Las caídas son una preocupación importante para las personas con enfermedad de Parkinson, especialmente a medida que la enfermedad progresa. Casi la mitad de todas las personas con Parkinson sufrirán una caída al menos una vez, y estos incidentes pueden provocar lesiones graves como fracturas y traumatismos craneoencefálicos. Comprender los factores de riesgo y tomar medidas proactivas es esencial para mantener la independencia y la calidad de vida.
Cómo el Parkinson afecta el equilibrio
La enfermedad de Parkinson afecta las regiones del cerebro que controlan el movimiento, lo que provoca varios síntomas que aumentan el riesgo de caídas. Estos incluyen un equilibrio deficiente debido a músculos debilitados, cambios de postura y reflejos lentos; congelación de la marcha, donde los pies se sienten pegados al suelo; cambios cognitivos que afectan el enfoque; pasos arrastrados (festinación ) que provocan tropezones; caídas repentinas de la presión arterial (hipotensión ortostática ); dificultad para sentir la posición de los pies; y problemas de visión.
Los medicamentos también pueden contribuir a las caídas, en particular los narcóticos, algunos anticonvulsivos o la polifarmacia (tomar varios medicamentos a la vez). Los propios medicamentos para el Parkinson a veces pueden causar somnolencia o confusión como efectos secundarios.
A medida que avanza la enfermedad, el movimiento se vuelve menos automático y requiere un esfuerzo consciente en cada paso. Cualquier distracción puede hacer perder el equilibrio.
Tomar medidas: lo que puedes hacer
El primer paso para prevenir caídas es una conversación abierta con su proveedor de atención médica. Mencione los medicamentos, los problemas de presión arterial, los episodios de congelación y los cambios cognitivos para que puedan abordarse. Los médicos pueden ajustar los medicamentos para minimizar los efectos secundarios, buscar causas subyacentes como problemas de visión o neuropatía y garantizar una ingesta adecuada de vitamina D y calcio para la salud ósea.
La fisioterapia es crucial. Los terapeutas pueden enseñar estrategias de movimiento personalizadas, ejercicios de fortalecimiento muscular y el uso adecuado de dispositivos de asistencia como andadores.
- Señales de movimiento: Si te congelas, intenta cambiar tu peso, dar un paso hacia un lado, levantar el brazo o usar señales visuales como un puntero láser en el suelo. Imaginar un obstáculo que superar también puede ayudar.
- LSVT BIG: Esta terapia se centra en movimientos más amplios para contrarrestar los síntomas del Parkinson y mejorar la marcha.
- Ejercicios de fortalecimiento: Los ejercicios específicos mejoran la postura, el equilibrio y la capacidad para caminar.
Modificaciones de seguridad en el hogar
El entorno de su hogar juega un papel importante. Los cambios simples pueden reducir los riesgos de caídas:
- Retire las alfombras sueltas y el desorden.
- Mantenga los artículos de uso frecuente al alcance de la mano.

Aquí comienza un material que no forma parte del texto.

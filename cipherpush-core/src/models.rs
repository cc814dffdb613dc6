//! Relay data models: devices, notice requests, results and delivery logs.

use crate::crypto::{is_valid_key_length, BLOCK_SIZE};
use chrono::{DateTime, Utc};
use serde::{Deserialize, Serialize};

/// Activation state of a device.
#[derive(Debug, Clone, Copy, Default, PartialEq, Eq, Serialize, Deserialize)]
#[serde(rename_all = "UPPERCASE")]
pub enum DeviceStatus {
    #[default]
    Active,
    #[serde(alias = "STOP")]
    Stopped,
}

impl DeviceStatus {
    pub fn as_str(&self) -> &'static str {
        match self {
            Self::Active => "ACTIVE",
            Self::Stopped => "STOPPED",
        }
    }

    /// Normalize a caller-supplied status. Matching is case-insensitive;
    /// empty or unknown values fall back to `Active`.
    pub fn parse(s: &str) -> Self {
        match s.trim().to_ascii_uppercase().as_str() {
            "STOPPED" | "STOP" => Self::Stopped,
            _ => Self::Active,
        }
    }
}

/// A registered recipient with its own symmetric key material.
#[derive(Debug, Clone, Default, PartialEq, Serialize, Deserialize)]
#[serde(rename_all = "camelCase")]
pub struct Device {
    /// Platform-issued token; primary key.
    pub device_token: String,
    /// Upstream-assigned delivery key; empty until registered.
    pub device_key: String,
    pub name: String,
    pub algorithm: String,
    pub mode: String,
    pub padding: String,
    #[serde(rename = "encodeKey")]
    pub secret: String,
    pub iv: String,
    pub status: DeviceStatus,
    pub created_at: Option<DateTime<Utc>>,
    pub updated_at: Option<DateTime<Utc>>,
}

impl Device {
    pub fn new(device_token: impl Into<String>) -> Self {
        Self {
            device_token: device_token.into(),
            ..Self::default()
        }
    }

    pub fn is_active(&self) -> bool {
        self.status == DeviceStatus::Active
    }

    /// Secret and IV are present with lengths the cipher accepts.
    pub fn is_encryption_ready(&self) -> bool {
        is_valid_key_length(self.secret.len()) && self.iv.len() == BLOCK_SIZE
    }

    /// Display label used by reports; falls back to the delivery key.
    pub fn display_name(&self) -> &str {
        if self.name.trim().is_empty() {
            &self.device_key
        } else {
            &self.name
        }
    }

    pub fn to_view(&self) -> DeviceView {
        DeviceView {
            device_token: mask_value(&self.device_token),
            name: self.name.clone(),
            device_key: mask_value(&self.device_key),
            algorithm: self.algorithm.clone(),
            mode: self.mode.clone(),
            padding: self.padding.clone(),
            secret: mask_value(&self.secret),
            iv: mask_value(&self.iv),
            status: self.status,
        }
    }
}

/// Device listing with credentials masked.
#[derive(Debug, Clone, PartialEq, Serialize, Deserialize)]
#[serde(rename_all = "camelCase")]
pub struct DeviceView {
    pub device_token: String,
    pub name: String,
    pub device_key: String,
    pub algorithm: String,
    pub mode: String,
    pub padding: String,
    #[serde(rename = "encodeKey")]
    pub secret: String,
    pub iv: String,
    pub status: DeviceStatus,
}

/// Keep the first four characters and star out the rest.
pub fn mask_value(value: &str) -> String {
    let value = value.trim();
    let count = value.chars().count();
    if count <= 4 {
        return value.to_string();
    }
    let head: String = value.chars().take(4).collect();
    format!("{}{}", head, "*".repeat(count - 4))
}

/// Plaintext notification submitted by a caller. Not persisted.
#[derive(Debug, Clone, Default, Serialize, Deserialize)]
#[serde(default, rename_all = "camelCase")]
pub struct NoticeRequest {
    pub title: String,
    pub subtitle: String,
    pub body: String,
    pub group: String,
    pub url: String,
    pub icon: String,
    pub image: String,
    /// Explicit targets; empty means every active device.
    pub device_keys: Vec<String>,
}

/// Outcome of one delivery attempt.
#[derive(Debug, Clone, Copy, PartialEq, Eq, Hash, Serialize, Deserialize)]
#[serde(rename_all = "UPPERCASE")]
pub enum NoticeStatus {
    Success,
    Failed,
}

impl NoticeStatus {
    pub fn as_str(&self) -> &'static str {
        match self {
            Self::Success => "SUCCESS",
            Self::Failed => "FAILED",
        }
    }

    pub fn parse(s: &str) -> Option<Self> {
        match s.trim().to_ascii_uppercase().as_str() {
            "SUCCESS" => Some(Self::Success),
            "FAILED" => Some(Self::Failed),
            _ => None,
        }
    }
}

#[derive(Debug, Clone, PartialEq, Eq, Serialize, Deserialize)]
#[serde(rename_all = "camelCase")]
pub struct NoticeResult {
    pub device_key: String,
    pub status: NoticeStatus,
    #[serde(default, skip_serializing_if = "Option::is_none")]
    pub message: Option<String>,
}

impl NoticeResult {
    pub fn success(device_key: impl Into<String>, message: Option<String>) -> Self {
        Self {
            device_key: device_key.into(),
            status: NoticeStatus::Success,
            message,
        }
    }

    pub fn failed(device_key: impl Into<String>, message: impl Into<String>) -> Self {
        Self {
            device_key: device_key.into(),
            status: NoticeStatus::Failed,
            message: Some(message.into()),
        }
    }

    pub fn is_success(&self) -> bool {
        self.status == NoticeStatus::Success
    }
}

#[derive(Debug, Clone, Copy, Default, PartialEq, Eq, Serialize, Deserialize)]
#[serde(rename_all = "camelCase")]
pub struct NoticeSummary {
    /// Resolved targets; lookup failures are not counted.
    pub send_num: usize,
    pub success_num: usize,
}

/// Append-only audit record of one delivery attempt.
#[derive(Debug, Clone, PartialEq, Serialize, Deserialize)]
#[serde(rename_all = "camelCase")]
pub struct NoticeLog {
    /// Assigned by the store on append; strictly increasing.
    pub id: u64,
    pub device_key: String,
    pub url: String,
    pub title: String,
    pub body: String,
    pub group: String,
    pub result: String,
    pub status: NoticeStatus,
    pub created_at: DateTime<Utc>,
    pub updated_at: DateTime<Utc>,
}

impl NoticeLog {
    /// Build an unsaved entry; the store assigns `id` and touches `updated_at`.
    pub fn new(
        device_key: &str,
        url: String,
        request: &NoticeRequest,
        status: NoticeStatus,
        result: String,
    ) -> Self {
        let now = Utc::now();
        Self {
            id: 0,
            device_key: device_key.to_string(),
            url,
            title: request.title.clone(),
            body: request.body.clone(),
            group: request.group.clone(),
            result,
            status,
            created_at: now,
            updated_at: now,
        }
    }
}

/// Filters and paging for log queries. Empty strings disable a filter.
#[derive(Debug, Clone, Default, Serialize, Deserialize)]
#[serde(default, rename_all = "camelCase")]
pub struct NoticeLogFilter {
    pub device_key: String,
    pub group: String,
    pub status: String,
    pub begin_time: Option<DateTime<Utc>>,
    pub end_time: Option<DateTime<Utc>>,
    pub page: i64,
    pub page_size: i64,
}

#[derive(Debug, Clone, PartialEq, Serialize, Deserialize)]
#[serde(rename_all = "camelCase")]
pub struct NoticeLogPage {
    pub data: Vec<NoticeLog>,
    pub total: usize,
    pub pages: usize,
    pub page_num: usize,
    pub page_size: usize,
}

/// Device counts plus upstream reachability.
#[derive(Debug, Clone, PartialEq, Eq, Serialize, Deserialize)]
#[serde(rename_all = "camelCase")]
pub struct StatusReport {
    pub status: String,
    pub active_device_num: usize,
    pub all_device_num: usize,
}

- Instalar luces con sensor de movimiento en pasillos y baños.
- Use pantalones que le queden bien para evitar tropezarse.
- Agregue colores de alto contraste a escaleras o cambios de piso.
- Utilice asientos de inodoro elevados con brazos como apoyo.
- Instalar bancos de ducha.
- Elija zapatos ligeros, estables, con soporte para el tobillo y suela antideslizante.
Abordar el miedo a caer
El miedo a caerse es común, pero puede empeorar el problema al reducir la actividad y debilitar los músculos. Superar este miedo y al mismo tiempo tomar precauciones puede mejorar la calidad de vida. El apoyo de familiares, amigos y profesionales de la salud mental también puede ayudar.
Si se ha caído o se siente inestable, busque ayuda de inmediato. Junto con su equipo de atención médica, puede crear un plan para mantener la movilidad, la seguridad y la independencia.
En última instancia, prevenir las caídas en la enfermedad de Parkinson requiere un enfoque proactivo y multifacético. Al combinar el tratamiento médico, la fisioterapia y las modificaciones en el hogar, las personas pueden reducir significativamente su riesgo y mantener un estilo de vida activo.